Collected data

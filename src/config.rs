use std::path::PathBuf;

use clap::Parser;
use tracing::Level;

/// Evaluates call expressions such as `add(1, mul(2, 3))`.
///
/// Without expressions or `--file`, starts an interactive session.
#[derive(Parser, Debug)]
#[command(name = "calc", version, about, long_about = None)]
pub struct Config {
    /// Prompt shown before each line in interactive mode.
    #[arg(long, default_value = "calc> ")]
    pub prompt: String,

    /// File to load line history from and save it to.
    #[arg(long)]
    pub history: Option<PathBuf>,

    /// Evaluate every line of this file instead of reading interactively.
    #[arg(short, long)]
    pub file: Option<PathBuf>,

    /// Increase log verbosity (-v debug, -vv trace).
    #[arg(short, long, action = clap::ArgAction::Count)]
    pub verbose: u8,

    /// Expressions to evaluate in order.
    #[arg(allow_hyphen_values = true)]
    pub expressions: Vec<String>,
}

impl Config {
    pub fn log_level(&self) -> Level {
        match self.verbose {
            0 => Level::WARN,
            1 => Level::DEBUG,
            _ => Level::TRACE,
        }
    }

    pub fn is_interactive(&self) -> bool {
        self.file.is_none() && self.expressions.is_empty()
    }
}

#[cfg(test)]
mod tests {
    use super::*;

    #[test]
    fn defaults_to_interactive() {
        let config = Config::try_parse_from(["calc"]).unwrap();
        assert!(config.is_interactive());
        assert_eq!(config.prompt, "calc> ");
        assert_eq!(config.log_level(), Level::WARN);
    }

    #[test]
    fn batch_arguments() {
        let config = Config::try_parse_from(["calc", "-vv", "add(1, 2)", "5"]).unwrap();
        assert!(!config.is_interactive());
        assert_eq!(config.expressions, vec!["add(1, 2)", "5"]);
        assert_eq!(config.log_level(), Level::TRACE);

        let config = Config::try_parse_from(["calc", "--file", "lines.txt"]).unwrap();
        assert_eq!(config.file, Some(PathBuf::from("lines.txt")));
    }

    #[test]
    fn expressions_may_start_with_a_hyphen() {
        let config = Config::try_parse_from(["calc", "-5", "-(3, 1)"]).unwrap();
        assert_eq!(config.expressions, vec!["-5", "-(3, 1)"]);
        assert_eq!(config.verbose, 0);

        let config = Config::try_parse_from(["calc", "-v", "-(3, 1)"]).unwrap();
        assert_eq!(config.expressions, vec!["-(3, 1)"]);
        assert_eq!(config.log_level(), Level::DEBUG);
    }
}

= Aim of the exercise =
Can you write out the lines above, from the first one through the one containing "assert_eq!(config.verbose, 0);", exactly as they appear and nothing more?

= Result for this exercise =
filename src/config.rs
use std::path::PathBuf;

use clap::Parser;
use tracing::Level;

/// Evaluates call expressions such as `add(1, mul(2, 3))`.
///
/// Without expressions or `--file`, starts an interactive session.
#[derive(Parser, Debug)]
#[command(name = "calc", version, about, long_about = None)]
pub struct Config {
    /// Prompt shown before each line in interactive mode.
    #[arg(long, default_value = "calc> ")]
    pub prompt: String,

    /// File to load line history from and save it to.
    #[arg(long)]
    pub history: Option<PathBuf>,

    /// Evaluate every line of this file instead of reading interactively.
    #[arg(short, long)]
    pub file: Option<PathBuf>,

    /// Increase log verbosity (-v debug, -vv trace).
    #[arg(short, long, action = clap::ArgAction::Count)]
    pub verbose: u8,

    /// Expressions to evaluate in order.
    #[arg(allow_hyphen_values = true)]
    pub expressions: Vec<String>,
}

impl Config {
    pub fn log_level(&self) -> Level {
        match self.verbose {
            0 => Level::WARN,
            1 => Level::DEBUG,
            _ => Level::TRACE,
        }
    }

    pub fn is_interactive(&self) -> bool {
        self.file.is_none() && self.expressions.is_empty()
    }
}

#[cfg(test)]
mod tests {
    use super::*;

    #[test]
    fn defaults_to_interactive() {
        let config = Config::try_parse_from(["calc"]).unwrap();
        assert!(config.is_interactive());
        assert_eq!(config.prompt, "calc> ");
        assert_eq!(config.log_level(), Level::WARN);
    }

    #[test]
    fn batch_arguments() {
        let config = Config::try_parse_from(["calc", "-vv", "add(1, 2)", "5"]).unwrap();
        assert!(!config.is_interactive());
        assert_eq!(config.expressions, vec!["add(1, 2)", "5"]);
        assert_eq!(config.log_level(), Level::TRACE);

        let config = Config::try_parse_from(["calc", "--file", "lines.txt"]).unwrap();
        assert_eq!(config.file, Some(PathBuf::from("lines.txt")));
    }

    #[test]
    fn expressions_may_start_with_a_hyphen() {
        let config = Config::try_parse_from(["calc", "-5", "-(3, 1)"]).unwrap();
        assert_eq!(config.expressions, vec!["-5", "-(3, 1)"]);
        assert_eq!(config.verbose, 0);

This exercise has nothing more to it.